AIM OF THE TASK: Keeping every word and mark, copy all of the data.

BEGIN

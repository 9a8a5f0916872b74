use serde::{Deserialize, Serialize};
use std::fmt;

use super::ApiError;

/// Mismatch between the media types an API declares and the handlers registered for them.
///
/// Raised while wiring a server, so it is served as an internal error.
#[derive(Debug, Clone, Default, PartialEq, Eq, Serialize, Deserialize)]
#[serde(rename_all = "camelCase")]
pub struct ApiVerificationFailed {
    pub section: String,
    #[serde(default)]
    pub missing_specification: Vec<String>,
    #[serde(default)]
    pub missing_registration: Vec<String>,
}

impl fmt::Display for ApiVerificationFailed {
    fn fmt(&self, f: &mut fmt::Formatter<'_>) -> fmt::Result {
        let has_registration = !self.missing_registration.is_empty();
        let has_specification = !self.missing_specification.is_empty();

        if has_registration {
            write!(
                f,
                "missing [{}] {} registrations",
                self.missing_registration.join(", "),
                self.section
            )?;
        }
        if has_registration && has_specification {
            writeln!(f)?;
        }
        if has_specification {
            write!(
                f,
                "missing from spec file [{}] {}",
                self.missing_specification.join(", "),
                self.section
            )?;
        }
        Ok(())
    }
}

impl std::error::Error for ApiVerificationFailed {}

impl ApiError for ApiVerificationFailed {
    fn code(&self) -> i32 {
        500
    }
}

END

OUTPUT FOR THIS TASK:
repository 9a8a5f0916872b74
use serde::{Deserialize, Serialize};
use std::fmt;

use super::ApiError;

/// Mismatch between the media types an API declares and the handlers registered for them.
///
/// Raised while wiring a server, so it is served as an internal error.
#[derive(Debug, Clone, Default, PartialEq, Eq, Serialize, Deserialize)]
#[serde(rename_all = "camelCase")]
pub struct ApiVerificationFailed {
    pub section: String,
    #[serde(default)]
    pub missing_specification: Vec<String>,
    #[serde(default)]
    pub missing_registration: Vec<String>,
}

impl fmt::Display for ApiVerificationFailed {
    fn fmt(&self, f: &mut fmt::Formatter<'_>) -> fmt::Result {
        let has_registration = !self.missing_registration.is_empty();
        let has_specification = !self.missing_specification.is_empty();

        if has_registration {
            write!(
                f,
                "missing [{}] {} registrations",
                self.missing_registration.join(", "),
                self.section
            )?;
        }
        if has_registration && has_specification {
            writeln!(f)?;
        }
        if has_specification {
            write!(
                f,
                "missing from spec file [{}] {}",
                self.missing_specification.join(", "),
                self.section
            )?;
        }
        Ok(())
    }
}

impl std::error::Error for ApiVerificationFailed {}

impl ApiError for ApiVerificationFailed {
    fn code(&self) -> i32 {
        500
    }
}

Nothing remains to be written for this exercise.